碩士 === 國立中興大學 === 奈米科學研究所 === 104 === This study consists of two parts. The first part is about Pb-Sn-S liquid-junction semiconductor-sensitized solar cells, whereas the second part is about enhancing performance of Pb-Sb-S solid-state semiconductor-sensitized solar cells. All of the materials were characterized by X-ray diffraction and transmission electron microscopy and UV-vis spectroscopy. In the first study, Pb-Sn-S was synthesized onto a TiO2 substrate by using a two-step successive ionic layer adsorption reaction deposition (SILAR) method. After a two-stage of SILAR and annealing at 190 ℃for 4 min in N2, Pb-Sn-S quantum dots were formed. The optimal performance of Pb-Sn-S sensitized solar cells was obtained by using Au as counter electrode and a coating of ZnS layer. Under AM 1.5 sunlight illumination (one sun), the power conversion efficiency achieved 2.17 %. Under 10 % reduce sunlight, the efficiency increased to 3.31 %. Finally, the external quantum efficiency (EQE) has the highest value of 67 % atλ= 650 nm. In the second study, the investigation of Pb-Sb-S which has the best efficiency of 4.14 % is continued.
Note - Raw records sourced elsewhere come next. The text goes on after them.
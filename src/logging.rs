use tracing_subscriber::EnvFilter;

use crate::config::LogFormat;
use crate::error::{Error, Result};

/// Installs the global subscriber: `RUST_LOG` filter (default `info`), written to stderr.
pub fn init(format: LogFormat) -> Result<()> {
    let env_filter = EnvFilter::try_from_default_env().unwrap_or_else(|_| EnvFilter::new("info"));
    let builder = tracing_subscriber::fmt()
        .with_env_filter(env_filter)
        .with_writer(std::io::stderr);

    match format {
        LogFormat::Json => builder.json().try_init(),
        LogFormat::Text => builder.try_init(),
    }
    .map_err(|e| Error::Config(format!("failed to initialise logging: {e}")))
}
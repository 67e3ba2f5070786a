use std::collections::{BTreeMap, HashSet};
use std::fmt;

use tracing::{error, info};

use crate::app::App;
use crate::config::RestoreOptions;
use crate::error::{Error, Result};
use crate::iam::{IMPORT_REVOKED_ROLES, IMPORT_ROLES};
use crate::location::ArtifactLocation;
use crate::secret::{generate_password, load_password, store_password, PASSWORD_LENGTH};
use crate::stats::{self, DbCredentials};
use crate::types::{DatabaseFlag, ImportContext, InsightsConfig, InstanceSettings, NewInstance, User};

pub const RESTORE_PREFIX: &str = "restore-";
pub const ROOT_USER: &str = "postgres";

pub fn restore_instance_name(source: &str) -> String {
    format!("{RESTORE_PREFIX}{source}")
}

/// Root login of the restore instance.
#[derive(Clone, PartialEq, Eq)]
pub struct RootCredential {
    pub instance: String,
    pub user: String,
    pub password: String,
    /// Secret Manager resource holding the password, when it was persisted.
    pub secret: Option<String>,
}

impl RootCredential {
    fn db_credentials(&self) -> DbCredentials {
        DbCredentials {
            user: self.user.clone(),
            password: self.password.clone(),
        }
    }
}

impl fmt::Debug for RootCredential {
    fn fmt(&self, f: &mut fmt::Formatter<'_>) -> fmt::Result {
        f.debug_struct("RootCredential")
            .field("instance", &self.instance)
            .field("user", &self.user)
            .field("password", &"<redacted>")
            .field("secret", &self.secret)
            .finish()
    }
}

/// Restores `opts.file` into `restore-{instance}` and checks the row counts
/// against the statistics captured at backup time.
pub async fn run(app: &App, opts: &RestoreOptions) -> Result<RootCredential> {
    let artifact = ArtifactLocation::parse(&opts.file)?;
    if artifact.location.bucket != opts.bucket {
        return Err(Error::Config(format!(
            "bucket {} does not match the bucket of {}",
            opts.bucket, opts.file
        )));
    }
    let target = restore_instance_name(&opts.instance);

    info!(instance = %target, "Check if restore instance exists");
    let existing = app.services.admin.get_instance(&opts.project, &target).await?;
    let credential = match existing {
        None => create_instance(app, opts, &target).await?,
        Some(_) => {
            let (secret, password) =
                load_password(app.services.secrets.as_ref(), &opts.project, &target)
                    .await
                    .map_err(|e| {
                        error!(instance = %target, error = %e, "Failed to get secret version");
                        e
                    })?;
            RootCredential {
                instance: target.clone(),
                user: ROOT_USER.to_string(),
                password,
                secret: Some(secret),
            }
        }
    };

    let restored = restore_into(app, opts, &artifact, &credential).await;

    if opts.cleanup {
        let deleted = delete_instance(app, opts, &target).await;
        match (&restored, deleted) {
            (Ok(()), Err(e)) => return Err(e),
            (Err(_), Err(e)) => {
                error!(instance = %target, error = %e, "Failed to delete restore instance")
            }
            _ => {}
        }
    }

    restored.map(|()| credential)
}

async fn create_instance(app: &App, opts: &RestoreOptions, target: &str) -> Result<RootCredential> {
    let password = generate_password(PASSWORD_LENGTH);

    let secret = if opts.store_secret {
        Some(
            store_password(
                app.services.secrets.as_ref(),
                &opts.project,
                target,
                &opts.region,
                &password,
            )
            .await?,
        )
    } else {
        None
    };

    let instance = NewInstance {
        name: target.to_string(),
        instance_type: "CLOUD_SQL_INSTANCE".to_string(),
        region: opts.region.clone(),
        database_version: opts.database_version.clone(),
        root_password: password.clone(),
        settings: InstanceSettings {
            tier: opts.tier.clone(),
            activation_policy: "ALWAYS".to_string(),
            database_flags: vec![DatabaseFlag {
                name: "cloudsql.iam_authentication".to_string(),
                value: "on".to_string(),
            }],
            insights_config: InsightsConfig {
                query_insights_enabled: true,
            },
            user_labels: BTreeMap::from([
                ("service".to_string(), target.to_string()),
                ("kind".to_string(), "restore".to_string()),
            ]),
        },
    };

    info!(instance = %target, "Create PostgreSQL instance");
    let operation = app
        .services
        .admin
        .insert_instance(&opts.project, &instance)
        .await?;
    app.waiter(&opts.project).wait(&operation).await.map_err(|e| {
        error!(instance = %target, error = %e, "Failed to create PostgreSQL instance");
        e
    })?;
    info!(instance = %target, "Successfully created PostgreSQL instance");

    Ok(RootCredential {
        instance: target.to_string(),
        user: ROOT_USER.to_string(),
        password,
        secret,
    })
}

async fn restore_into(
    app: &App,
    opts: &RestoreOptions,
    artifact: &ArtifactLocation,
    credential: &RootCredential,
) -> Result<()> {
    let target = credential.instance.as_str();
    ensure_database(app, opts, target, &artifact.database).await?;
    restore_users(app, opts, artifact, target).await?;

    let member = app.instance_member(&opts.project, target).await?;
    app.grantor()
        .temporary(
            &opts.bucket,
            &member,
            &IMPORT_ROLES,
            &IMPORT_REVOKED_ROLES,
        )
        .run(import(app, opts, &artifact.database, target))
        .await?;

    validate(app, opts, artifact, credential).await
}

async fn ensure_database(app: &App, opts: &RestoreOptions, target: &str, database: &str) -> Result<()> {
    let admin = app.services.admin.as_ref();
    if admin.get_database(&opts.project, target, database).await?.is_some() {
        return Ok(());
    }

    let operation = admin.insert_database(&opts.project, target, database).await?;
    app.waiter(&opts.project)
        .every(app.intervals.provisioning)
        .wait(&operation)
        .await?;
    info!(instance = target, database, "Successfully created PostgreSQL instance database");
    Ok(())
}

/// Recreates the users listed in the backup that the target does not have yet.
async fn restore_users(
    app: &App,
    opts: &RestoreOptions,
    artifact: &ArtifactLocation,
    target: &str,
) -> Result<()> {
    let location = artifact.user_location();
    let data = app
        .services
        .blobs
        .read_object(&opts.bucket, &location)
        .await
        .map_err(|e| {
            error!(location = %location, error = %e, "Failed to read user list");
            e
        })?;
    let listed = String::from_utf8_lossy(&data);

    let admin = app.services.admin.as_ref();
    let existing: HashSet<String> = admin
        .list_users(&opts.project, target)
        .await?
        .into_iter()
        .map(|u| u.name)
        .collect();
    let waiter = app.waiter(&opts.project).every(app.intervals.provisioning);

    for name in listed.lines().map(str::trim).filter(|n| !n.is_empty()) {
        if existing.contains(name) {
            continue;
        }
        let user = User {
            name: name.to_string(),
            password: Some(generate_password(PASSWORD_LENGTH)),
        };
        let operation = admin.insert_user(&opts.project, target, &user).await?;
        waiter.wait(&operation).await.map_err(|e| {
            error!(instance = target, user = name, error = %e, "Failed to create PostgreSQL user");
            e
        })?;
        info!(instance = target, user = name, "Successfully created PostgreSQL user");
    }
    Ok(())
}

async fn import(app: &App, opts: &RestoreOptions, database: &str, target: &str) -> Result<()> {
    info!(instance = target, file = %opts.file, "Import data");
    let context = ImportContext::sql(database, &opts.file, opts.user.as_deref());
    let operation = app
        .services
        .admin
        .import(&opts.project, target, &context)
        .await?;
    app.waiter(&opts.project).wait(&operation).await.map_err(|e| {
        error!(file = %opts.file, error = %e, "Failed to import data");
        e
    })?;
    info!(instance = target, file = %opts.file, "Data imported successfully");
    Ok(())
}

/// Compares live statistics with the backup's; skipped when the backup has none.
async fn validate(
    app: &App,
    opts: &RestoreOptions,
    artifact: &ArtifactLocation,
    credential: &RootCredential,
) -> Result<()> {
    let location = artifact.stats_location();
    let bucket = &opts.bucket;
    if !app.services.blobs.object_exists(bucket, &location).await? {
        info!(location = %location, "Stats file not found, skipping validation");
        return Ok(());
    }

    let live = app
        .services
        .stats
        .collect(
            &credential.instance,
            &artifact.database,
            &credential.db_credentials(),
        )
        .await?;
    let backup = stats::decode(&app.services.blobs.read_object(bucket, &location).await?)?;
    stats::validate(&backup, &live)?;
    info!(instance = %credential.instance, tables = backup.len(), "Restored row counts match the backup");
    Ok(())
}

async fn delete_instance(app: &App, opts: &RestoreOptions, target: &str) -> Result<()> {
    info!(instance = target, "Deleting restore instance");
    let operation = app
        .services
        .admin
        .delete_instance(&opts.project, target)
        .await?;
    app.waiter(&opts.project)
        .every(app.intervals.provisioning)
        .wait(&operation)
        .await
}
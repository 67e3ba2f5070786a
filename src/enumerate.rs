use std::collections::BTreeMap;
use std::fmt;

use tracing::info;

use crate::error::Result;
use crate::gcp::SqlAdmin;

/// Engine-reserved names never exported or restored.
pub const SYSTEM_NAMES: [&str; 2] = ["mysql", "postgres"];

#[derive(Debug, Clone, PartialEq, Eq, PartialOrd, Ord, Hash)]
pub struct InstanceId(String);

impl InstanceId {
    pub fn as_str(&self) -> &str {
        &self.0
    }
}

impl From<&str> for InstanceId {
    fn from(name: &str) -> Self {
        Self(name.to_string())
    }
}

impl From<String> for InstanceId {
    fn from(name: String) -> Self {
        Self(name)
    }
}

impl fmt::Display for InstanceId {
    fn fmt(&self, f: &mut fmt::Formatter<'_>) -> fmt::Result {
        f.write_str(&self.0)
    }
}

pub type Databases = Vec<String>;
pub type Instances = BTreeMap<InstanceId, Databases>;

pub fn is_system_name(name: &str) -> bool {
    SYSTEM_NAMES.contains(&name)
}

/// Lists the instances to back up together with their user databases.
///
/// With a filter, only that instance is listed; its existence is not checked here.
pub async fn enumerate(
    admin: &dyn SqlAdmin,
    project: &str,
    instance: Option<&str>,
) -> Result<Instances> {
    info!(project, "Enumerating Cloud SQL instances in project");

    let names = match instance {
        Some(instance) => vec![instance.to_string()],
        None => admin
            .list_instances(project)
            .await?
            .into_iter()
            .map(|i| i.name)
            .collect(),
    };

    let mut instances = Instances::new();
    for name in names {
        info!(instance = %name, "Found instance");
        let databases = list_databases(admin, project, &name).await?;
        instances.insert(InstanceId::from(name), databases);
    }
    Ok(instances)
}

pub async fn list_databases(
    admin: &dyn SqlAdmin,
    project: &str,
    instance: &str,
) -> Result<Databases> {
    let mut databases = Databases::new();
    for database in admin.list_databases(project, instance).await? {
        if is_system_name(&database.name) {
            info!(database = %database.name, "Skipping database");
            continue;
        }
        info!(database = %database.name, instance, "Found database for instance");
        databases.push(database.name);
    }
    Ok(databases)
}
Pb-Sb-S was also synthesized onto a TiO2 substrate by using a two-step SILAR method. This study continued to investigate other parameters, i.e. TiO2 and blocking layers thickness. Under one sun, the power conversion efficiency achieved 2.61 %, whereas under 10 % reduced sunlight, the efficiency increased to 5.13 %, obtaining an increase of 24 % over the previous result. In additional, Under 5 % reduced sunlight, the efficiency increased to 6.04 %. Finally, the EQE has the highest value of 78 % atλ= 550 nm.